PhD thesis defense to be held on June 29, 2023, at 10:00 (e-presence)

Picture Credit: Polychronis Pattakos


Abstract: This PhD thesis deals with the Development of Magnetic Circuits for Use in Autonomous Sensors Measurement of Internal Stresses in Steels and has a theoretical and experimental part. For the theoretical part, in Chapter 1 a Bibliographic Review is made in order to study the theoretical background on which the study is based of magnetic circuits, but also the overview of modern problems and methods in which this analysis is useful. In addition, there is a presentation of magnetic sensors, their usefulness and operation, and also reference to Non-Destructive Testing and the use of sensors as part of an Automatic Testing System. In Chapter 2 presents the Basic Principles of Magnetic Circuit Design. This involves the analysis of a simple magnetic circuit, the presentation of analogies with electric circuits and some elements of methodology which are necessary to understand the experimental part. In Chapter 3, the sensor arrangements that were studied, manufactured and were used to measure the Magnetic Permeability of steel samples in order to assess the deterioration of their mechanical properties and their stress from external stresses and other factors are presented.
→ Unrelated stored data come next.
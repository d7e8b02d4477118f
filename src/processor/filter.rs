use chrono::{Datelike, NaiveDate};
use serde::{Deserialize, Serialize};
use std::collections::BTreeSet;
use tracing::{debug, warn};

use crate::{
    helpers::simd_helpers::filter_i64_between,
    processor::{
        Dimension,
        dataset::{Dataset, RecordRef},
    },
};

/// Inclusive order-date bounds.
#[derive(Debug, Clone, Copy, PartialEq, Eq, Hash, Serialize, Deserialize)]
pub struct DateRange {
    pub start: NaiveDate,
    pub end: NaiveDate,
}

impl DateRange {
    pub fn new(start: NaiveDate, end: NaiveDate) -> Self {
        DateRange { start, end }
    }

    /// The full span of the dataset's order dates.
    pub fn covering(dataset: &Dataset) -> Self {
        let (start, end) = dataset
            .date_span()
            .unwrap_or((NaiveDate::MIN, NaiveDate::MAX));
        DateRange { start, end }
    }

    pub fn is_inverted(&self) -> bool {
        self.start > self.end
    }

    pub fn contains(&self, date: NaiveDate) -> bool {
        self.start <= date && date <= self.end
    }
}

/// The user's current filter configuration.
///
/// The three sets are stored exactly as chosen; narrowing states and cities by
/// the selected regions happens only when the selection is applied.
#[derive(Debug, Clone, PartialEq, Eq, Hash, Serialize, Deserialize)]
pub struct FilterSelection {
    pub dates: DateRange,
    pub regions: BTreeSet<String>,
    pub states: BTreeSet<String>,
    pub cities: BTreeSet<String>,
}

impl FilterSelection {
    pub fn new(dates: DateRange) -> Self {
        FilterSelection {
            dates,
            regions: BTreeSet::new(),
            states: BTreeSet::new(),
            cities: BTreeSet::new(),
        }
    }

    /// Whole date span, no categorical restriction.
    pub fn for_dataset(dataset: &Dataset) -> Self {
        Self::new(DateRange::covering(dataset))
    }

    pub fn with_regions<I, S>(mut self, values: I) -> Self
    where
        I: IntoIterator<Item = S>,
        S: Into<String>,
    {
        self.regions = values.into_iter().map(Into::into).collect();
        self
    }

    pub fn with_states<I, S>(mut self, values: I) -> Self
    where
        I: IntoIterator<Item = S>,
        S: Into<String>,
    {
        self.states = values.into_iter().map(Into::into).collect();
        self
    }

    pub fn with_cities<I, S>(mut self, values: I) -> Self
    where
        I: IntoIterator<Item = S>,
        S: Into<String>,
    {
        self.cities = values.into_iter().map(Into::into).collect();
        self
    }

    pub fn set(&self, dimension: Dimension) -> Option<&BTreeSet<String>> {
        match dimension {
            Dimension::Region => Some(&self.regions),
            Dimension::State => Some(&self.states),
            Dimension::City => Some(&self.cities),
            _ => None,
        }
    }

    pub fn cascade_rule(&self) -> CascadeRule {
        CascadeRule::select(
            !self.regions.is_empty(),
            !self.states.is_empty(),
            !self.cities.is_empty(),
        )
    }
}

/// How the Region → State → City selections combine, one entry per
/// combination of non-empty sets.
///
/// A single non-empty set constrains alone; two or more non-empty sets are
/// ANDed, with State and City evaluated against the region-restricted rows.
#[derive(Debug, Clone, Copy, PartialEq, Eq, Hash, Serialize)]
pub enum CascadeRule {
    /// R=F S=F C=F
    Unrestricted,
    /// R=T S=F C=F
    RegionOnly,
    /// R=F S=T C=F
    StateOnly,
    /// R=F S=F C=T
    CityOnly,
    /// R=F S=T C=T
    StateAndCity,
    /// R=T S=T C=T, state and city within the chosen regions
    StateAndCityWithinRegions,
    /// R=T S=F C=T
    RegionAndCity,
    /// R=T S=T C=F
    RegionAndState,
}

/// Indexed by `region << 2 | state << 1 | city`.
const CASCADE_TABLE: [CascadeRule; 8] = [
    CascadeRule::Unrestricted,              // F F F
    CascadeRule::CityOnly,                  // F F T
    CascadeRule::StateOnly,                 // F T F
    CascadeRule::StateAndCity,              // F T T
    CascadeRule::RegionOnly,                // T F F
    CascadeRule::RegionAndCity,             // T F T
    CascadeRule::RegionAndState,            // T T F
    CascadeRule::StateAndCityWithinRegions, // T T T
];

impl CascadeRule {
    pub fn select(region: bool, state: bool, city: bool) -> Self {
        CASCADE_TABLE[(region as usize) << 2 | (state as usize) << 1 | city as usize]
    }

    /// Dimensions whose sets restrict rows under this rule.
    pub fn constrained(self) -> &'static [Dimension] {
        match self {
            CascadeRule::Unrestricted => &[],
            CascadeRule::RegionOnly => &[Dimension::Region],
            CascadeRule::StateOnly => &[Dimension::State],
            CascadeRule::CityOnly => &[Dimension::City],
            CascadeRule::StateAndCity => &[Dimension::State, Dimension::City],
            CascadeRule::StateAndCityWithinRegions => {
                &[Dimension::Region, Dimension::State, Dimension::City]
            }
            CascadeRule::RegionAndCity => &[Dimension::Region, Dimension::City],
            CascadeRule::RegionAndState => &[Dimension::Region, Dimension::State],
        }
    }
}

/// Rows of a dataset that passed a selection, in dataset order.
#[derive(Debug, Clone)]
pub struct FilteredView<'a> {
    dataset: &'a Dataset,
    rows: Vec<usize>,
}

impl<'a> FilteredView<'a> {
    /// Every row of the dataset.
    pub fn all(dataset: &'a Dataset) -> Self {
        FilteredView {
            dataset,
            rows: (0..dataset.row_count()).collect(),
        }
    }

    pub fn empty(dataset: &'a Dataset) -> Self {
        FilteredView {
            dataset,
            rows: Vec::new(),
        }
    }

    pub fn dataset(&self) -> &'a Dataset {
        self.dataset
    }

    pub fn rows(&self) -> &[usize] {
        &self.rows
    }

    pub fn len(&self) -> usize {
        self.rows.len()
    }

    pub fn is_empty(&self) -> bool {
        self.rows.is_empty()
    }

    pub fn iter(&self) -> impl Iterator<Item = RecordRef<'a>> + '_ {
        self.rows.iter().map(|&row| self.dataset.record(row))
    }
}

impl PartialEq for FilteredView<'_> {
    fn eq(&self, other: &Self) -> bool {
        std::ptr::eq(self.dataset, other.dataset) && self.rows == other.rows
    }
}

impl Eq for FilteredView<'_> {}

/// Choices offered by each multiselect, narrowed the way the selections cascade.
#[derive(Debug, Clone, PartialEq, Eq, Serialize)]
pub struct FilterOptions {
    /// Regions present in the date range
    pub regions: Vec<String>,
    /// States present in the date range and the selected regions
    pub states: Vec<String>,
    /// Cities present in the date range, selected regions and selected states
    pub cities: Vec<String>,
}

pub struct FilterEngine;

impl FilterEngine {
    /// Applies the date range, then the cascade rule for the categorical sets.
    ///
    /// An inverted range (`start > end`) yields an empty view. Values absent
    /// from the dataset simply match nothing.
    pub fn apply<'a>(dataset: &'a Dataset, selection: &FilterSelection) -> FilteredView<'a> {
        let Some(rows) = Self::date_rows(dataset, &selection.dates) else {
            return FilteredView::empty(dataset);
        };

        let rule = selection.cascade_rule();
        let mut rows = rows;
        for &dimension in rule.constrained() {
            if let Some(values) = selection.set(dimension) {
                retain_members(dataset, dimension, values, &mut rows);
            }
        }

        debug!(
            ?rule,
            rows = rows.len(),
            total = dataset.row_count(),
            "applied filter selection"
        );
        FilteredView { dataset, rows }
    }

    /// Options for the region, state and city pickers under `selection`.
    pub fn options(dataset: &Dataset, selection: &FilterSelection) -> FilterOptions {
        let mut rows = Self::date_rows(dataset, &selection.dates).unwrap_or_default();
        let regions = distinct(dataset, Dimension::Region, &rows);

        if !selection.regions.is_empty() {
            retain_members(dataset, Dimension::Region, &selection.regions, &mut rows);
        }
        let states = distinct(dataset, Dimension::State, &rows);

        if !selection.states.is_empty() {
            retain_members(dataset, Dimension::State, &selection.states, &mut rows);
        }
        let cities = distinct(dataset, Dimension::City, &rows);

        FilterOptions {
            regions,
            states,
            cities,
        }
    }

    fn date_rows(dataset: &Dataset, range: &DateRange) -> Option<Vec<usize>> {
        if range.is_inverted() {
            warn!(
                start = %range.start,
                end = %range.end,
                "date range is inverted, nothing matches"
            );
            return None;
        }
        let lo = range.start.num_days_from_ce() as i64;
        let hi = range.end.num_days_from_ce() as i64;
        Some(filter_i64_between(dataset.dates(), lo, hi))
    }
}

/// Keeps rows whose value of `dimension` is one of `values`.
fn retain_members(
    dataset: &Dataset,
    dimension: Dimension,
    values: &BTreeSet<String>,
    rows: &mut Vec<usize>,
) {
    let mut wanted = vec![false; dataset.dictionary(dimension).len()];
    for code in values.iter().filter_map(|v| dataset.code_of(dimension, v)) {
        wanted[code as usize] = true;
    }
    let codes = dataset.codes(dimension);
    rows.retain(|&row| wanted[codes[row] as usize]);
}

/// Distinct values over `rows`, in order of first appearance.
fn distinct(dataset: &Dataset, dimension: Dimension, rows: &[usize]) -> Vec<String> {
    let codes = dataset.codes(dimension);
    let dictionary = dataset.dictionary(dimension);
    let mut seen = vec![false; dictionary.len()];
    let mut out = Vec::new();
    for &row in rows {
        let code = codes[row] as usize;
        if !seen[code] {
            seen[code] = true;
            out.push(dictionary[code].clone());
        }
    }
    out
}
use std::path::PathBuf;

use anyhow::{Context, Result};
use sales_dashboard::{Dataset, DashboardSnapshot, FilterEngine, FilterSelection};

#[global_allocator]
static ALLOC: dhat::Alloc = dhat::Alloc;

fn main() -> Result<()> {
    let _profiler = dhat::Profiler::new_heap();

    let path = std::env::args()
        .nth(1)
        .map(PathBuf::from)
        .unwrap_or_else(|| PathBuf::from("data/superstore_1m.csv"));

    let (dataset, summary) =
        Dataset::load(&path, None).with_context(|| format!("loading {}", path.display()))?;
    println!("Loaded {} rows ({} rejected)", summary.rows_processed, summary.errors.len());

    // One full pass: the default selection over every row
    let selection = FilterSelection::for_dataset(&dataset);
    let view = FilterEngine::apply(&dataset, &selection);
    let snapshot = DashboardSnapshot::compute(&view, 10);
    println!("Total sales: {}", snapshot.kpi_total_sales);

    println!("Memory benchmark finished. See dhat-heap.json for details");
    Ok(())
}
The sensor arrangements which are analyzed are the Single Sheet Tester, the yoke-shaped Magnetic Permeability Sensor with coil excitation, the Magnetic Permeability Sensor with Metglas core and the Permanent Magnet Device based on Hall sensor. In the Chapter 4 analyzes the construction methodology and the experimental use of an Energy Harvesting System. Then, this system is used in combination with the sensors that have already been analyzed for the autonomous construction measurement devices such as the Autonomous Magnetic Permeability Sensor, the Autonomous Permanent Magnet Device based on Hall sensors and the Multiple Hall Sensor Monitoring Device. Finally, Chapter 5 presents the conclusions of this thesis while analyzing some issues that arise as future work for further research in the field of magnetic sensors and their applications.